Your goal: Once you have read the listing, output it exactly and completely.

*** Opening Records supplied ***

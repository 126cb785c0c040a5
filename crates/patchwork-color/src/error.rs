//! Error types for patchwork-color

use thiserror::Error;

/// Errors that can occur during colour filtering
#[derive(Debug, Error)]
pub enum ColorError {
    /// Core library error
    #[error("core error: {0}")]
    Core(#[from] patchwork_core::Error),

    /// Patch grouping error
    #[error("region error: {0}")]
    Region(#[from] patchwork_region::RegionError),
}

/// Result type for color operations
pub type ColorResult<T> = Result<T, ColorError>;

*** Closing Records supplied ***

Response to the task:
repository 126cb785c0c040a5
filename crates/patchwork-color/src/error.rs
//! Error types for patchwork-color

use thiserror::Error;

/// Errors that can occur during colour filtering
#[derive(Debug, Error)]
pub enum ColorError {
    /// Core library error
    #[error("core error: {0}")]
    Core(#[from] patchwork_core::Error),

    /// Patch grouping error
    #[error("region error: {0}")]
    Region(#[from] patchwork_region::RegionError),
}

/// Result type for color operations
pub type ColorResult<T> = Result<T, ColorError>;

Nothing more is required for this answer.